Justamente, el hecho de apelar a situaciones tópicas y alegóricas para representar los años finales de Ceausescu, es lo que vuelve notorias y decisivas las diferencias entre este film de Mitulescu y Bucarest 12:08, estrenado este mismo año. Para Mitulescu, la dictadura es apenas un marco, con una incidencia nula sobre la puesta en escena. Dicho de otro modo: modificando un personaje aquí y allá, cambiando unos pocos elementos de un paisaje o doblando a los actores, su película podría pasar por una italiana (Amarcord, por ejemplo, si acá hasta hay un viejo trepándose al techo como el tío del film de Federico Fellini que se subía al árbol), o por una película francesa o argentina que se ocupa de la vida de un pueblo, incluso por su modo a veces explícito (las canciones de propaganda cantadas en la escuela) y a veces alegórico (“el globo de la libertad” que inflan los chicos, casi al final) de representar la dictadura.
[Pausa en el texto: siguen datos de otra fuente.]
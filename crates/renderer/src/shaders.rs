//! Built-in WGSL programs and the names the renderer resolves in them.

use crate::environment::{EnvironmentError, RenderEnvironment, UniformHandle};
use crate::frame::FrameUniform;
use crate::object::ObjectUniform;
use crate::vertex::SphereVertex;
use std::mem::offset_of;
use std::path::Path;

pub const SPHERE_VS: &str = include_str!("shaders/sphere_vs.wgsl");
pub const SPHERE_FS: &str = include_str!("shaders/sphere_fs.wgsl");
pub const OVERLAY_VS: &str = include_str!("shaders/overlay_vs.wgsl");
pub const OVERLAY_FS: &str = include_str!("shaders/overlay_fs.wgsl");

pub const SPHERE_UNIFORMS: &[&str] = &[
    "view_matrix",
    "projection_matrix",
    "light_point",
    "light_colour",
    "one_colour",
    "model_matrix",
    "single_colour",
    "light_ambient",
    "light_diffuse",
    "light_specular",
];
pub const SPHERE_ATTRIBUTES: &[&str] = &["point", "colour", "normal"];

pub const OVERLAY_UNIFORMS: &[&str] = &["fs_font_atlas", "fs_font_sampler"];
pub const OVERLAY_ATTRIBUTES: &[&str] = &["position", "tex_coords", "color"];

const FRAME_GROUP: u32 = 0;
const OBJECT_GROUP: u32 = 1;

fn frame_uniform(offset: usize) -> UniformHandle {
    UniformHandle { group: FRAME_GROUP, binding: 0, offset: offset as u32 }
}

fn object_uniform(offset: usize) -> UniformHandle {
    UniformHandle { group: OBJECT_GROUP, binding: 0, offset: offset as u32 }
}

/// Where the renderer writes each sphere uniform, from the `#[repr(C)]` structs.
fn sphere_uniform_layout() -> [(&'static str, UniformHandle); 10] {
    [
        ("view_matrix", frame_uniform(offset_of!(FrameUniform, view_matrix))),
        ("projection_matrix", frame_uniform(offset_of!(FrameUniform, projection_matrix))),
        ("light_point", frame_uniform(offset_of!(FrameUniform, light_point))),
        ("light_colour", frame_uniform(offset_of!(FrameUniform, light_colour))),
        ("one_colour", frame_uniform(offset_of!(FrameUniform, one_colour))),
        ("model_matrix", object_uniform(offset_of!(ObjectUniform, model_matrix))),
        ("single_colour", object_uniform(offset_of!(ObjectUniform, single_colour))),
        ("light_ambient", object_uniform(offset_of!(ObjectUniform, light_ambient))),
        ("light_diffuse", object_uniform(offset_of!(ObjectUniform, light_diffuse))),
        ("light_specular", object_uniform(offset_of!(ObjectUniform, light_specular))),
    ]
}

const SPHERE_ATTRIBUTE_LAYOUT: [(&str, u32); 3] = [
    ("point", SphereVertex::POINT_LOCATION),
    ("colour", SphereVertex::COLOUR_LOCATION),
    ("normal", SphereVertex::NORMAL_LOCATION),
];

const OVERLAY_UNIFORM_LAYOUT: [(&str, UniformHandle); 2] = [
    ("fs_font_atlas", UniformHandle { group: 0, binding: 0, offset: 0 }),
    ("fs_font_sampler", UniformHandle { group: 0, binding: 1, offset: 0 }),
];

/// Matches `OverlayVertex::layout`.
const OVERLAY_ATTRIBUTE_LAYOUT: [(&str, u32); 3] = [("position", 0), ("tex_coords", 1), ("color", 2)];

fn check_layout(
    env: RenderEnvironment,
    uniforms: &[(&str, UniformHandle)],
    attributes: &[(&str, u32)],
) -> Result<RenderEnvironment, EnvironmentError> {
    for &(name, handle) in uniforms {
        env.require_uniform(name, handle)?;
    }
    for &(name, location) in attributes {
        env.require_attribute(name, location)?;
    }
    Ok(env)
}

/// The four shader sources the renderer builds its pipelines from.
#[derive(Debug, Clone)]
pub struct ShaderSet {
    pub sphere_vs: String,
    pub sphere_fs: String,
    pub overlay_vs: String,
    pub overlay_fs: String,
}

impl Default for ShaderSet {
    fn default() -> Self {
        Self {
            sphere_vs: SPHERE_VS.to_string(),
            sphere_fs: SPHERE_FS.to_string(),
            overlay_vs: OVERLAY_VS.to_string(),
            overlay_fs: OVERLAY_FS.to_string(),
        }
    }
}

impl ShaderSet {
    /// Built-in sources, with any of `sphere_vs.wgsl`, `sphere_fs.wgsl`,
    /// `overlay_vs.wgsl` or `overlay_fs.wgsl` found in `dir` taking their place.
    pub fn with_overrides(dir: &Path) -> Self {
        let mut set = Self::default();
        for (file, slot) in [
            ("sphere_vs.wgsl", &mut set.sphere_vs),
            ("sphere_fs.wgsl", &mut set.sphere_fs),
            ("overlay_vs.wgsl", &mut set.overlay_vs),
            ("overlay_fs.wgsl", &mut set.overlay_fs),
        ] {
            let path = dir.join(file);
            if !path.exists() {
                continue;
            }
            match std::fs::read_to_string(&path) {
                Ok(source) => {
                    log::info!("Using shader override {}", path.display());
                    *slot = source;
                }
                Err(e) => log::warn!("Could not read {}: {e}; using built-in shader", path.display()),
            }
        }
        set
    }

    /// Compile and link the sphere program, and check it reads its inputs where the renderer writes them.
    pub fn sphere_environment(&self) -> Result<RenderEnvironment, EnvironmentError> {
        let env = RenderEnvironment::new(&self.sphere_vs, &self.sphere_fs, SPHERE_UNIFORMS, SPHERE_ATTRIBUTES)?;
        check_layout(env, &sphere_uniform_layout(), &SPHERE_ATTRIBUTE_LAYOUT)
    }

    pub fn overlay_environment(&self) -> Result<RenderEnvironment, EnvironmentError> {
        let env = RenderEnvironment::new(&self.overlay_vs, &self.overlay_fs, OVERLAY_UNIFORMS, OVERLAY_ATTRIBUTES)?;
        check_layout(env, &OVERLAY_UNIFORM_LAYOUT, &OVERLAY_ATTRIBUTE_LAYOUT)
    }
}
//! Per-frame render input and the frame-wide uniform block.

use crate::camera::Camera;
use crate::object::SphereObject;
use crate::overlay::Overlay;
use bytemuck::{Pod, Zeroable};
use glam::Vec3;

/// Point light shared by every sphere.
#[derive(Debug, Clone, Copy, PartialEq)]
pub struct Light {
    pub point: Vec3,
    pub colour: Vec3,
}

impl Default for Light {
    fn default() -> Self {
        Self {
            point: Vec3::new(2.0, 2.0, 2.0),
            colour: Vec3::ONE,
        }
    }
}

/// How sphere fragments are coloured.
#[derive(Debug, Clone, Copy, PartialEq, Eq)]
pub enum RenderMode {
    /// Gradient colour with ambient/diffuse/specular lighting.
    Shaded,
    /// Flat per-object id colour, used by the picking pass.
    PickId,
}

/// Everything needed to draw one frame, in draw order.
///
/// `objects` is drawn front to back of the list; the overlay (if any) goes first, behind everything.
pub struct Frame<'a> {
    pub camera: &'a Camera,
    pub light: Light,
    pub objects: Vec<&'a SphereObject>,
    pub overlay: Option<&'a Overlay>,
}

/// Frame uniform (must match `FrameUniform` in the sphere shaders).
#[repr(C)]
#[derive(Debug, Clone, Copy, Pod, Zeroable)]
pub struct FrameUniform {
    pub view_matrix: [[f32; 4]; 4],
    pub projection_matrix: [[f32; 4]; 4],
    pub light_point: [f32; 4],
    pub light_colour: [f32; 4],
    /// 1.0 = flat id colour, 0.0 = shaded.
    pub one_colour: f32,
    pub _pad: [f32; 3],
}

impl FrameUniform {
    pub fn new(camera: &Camera, light: &Light, mode: RenderMode) -> Self {
        Self {
            view_matrix: camera.view.to_cols_array_2d(),
            projection_matrix: camera.projection_matrix().to_cols_array_2d(),
            light_point: light.point.extend(1.0).to_array(),
            light_colour: light.colour.extend(1.0).to_array(),
            one_colour: match mode {
                RenderMode::Shaded => 0.0,
                RenderMode::PickId => 1.0,
            },
            _pad: [0.0; 3],
        }
    }
}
Para Porumboiu, en cambio, ese final de Ceaucescu era recordado durante un día y sin flashbacks, y en vez de salvar a los personajes volviéndolos emblemáticos y luchadores y víctimas, como hace Mitulescu, los confrontaba con ellos mismos, interpelaba al espectador (al rumano, y a través de los rumanos a los del mundo) sobre el lugar de cada uno en los procesos históricos. Y no sólo eso: lo decisivo estaba en que ponía en cuestión los dispositivos de representación audiovisual de ese momento.

Con la cuestión de la visita de Ceausescu, parecía que Mitulescu podía construir un sistema más interesante, incluso haciendo jugar el fuera de campo, como lo había hecho Luis García Berlanga en Bienvenido Mr. Marshall, o Ettore Scola en Un día muy particular. Pero no. La ambición artística de Mitulescu es más pequeña y provinciana, conservadora y limitada, porque prefiere hacer una película de viñetas y paralelos entre el cambio del régimen y el cambio vital de personajes que se liberan y crecen y dejan atrás un tiempo y un modo de vida. Esas imágenes tomadas de lo que registró la televisión de la caída de Ceausescu, de gente enfurecida gritando, que tan extraordinariamente habían empleado Farocki y Ujica en Videogramas de una revolución, aquí se vuelven, una vez más, una posibilidad abortada, la confirmación de que había otras películas posibles, pero Mitulescu eligió hacer una más redituable y tierna, quitándole el filo con el que corta el espesor político.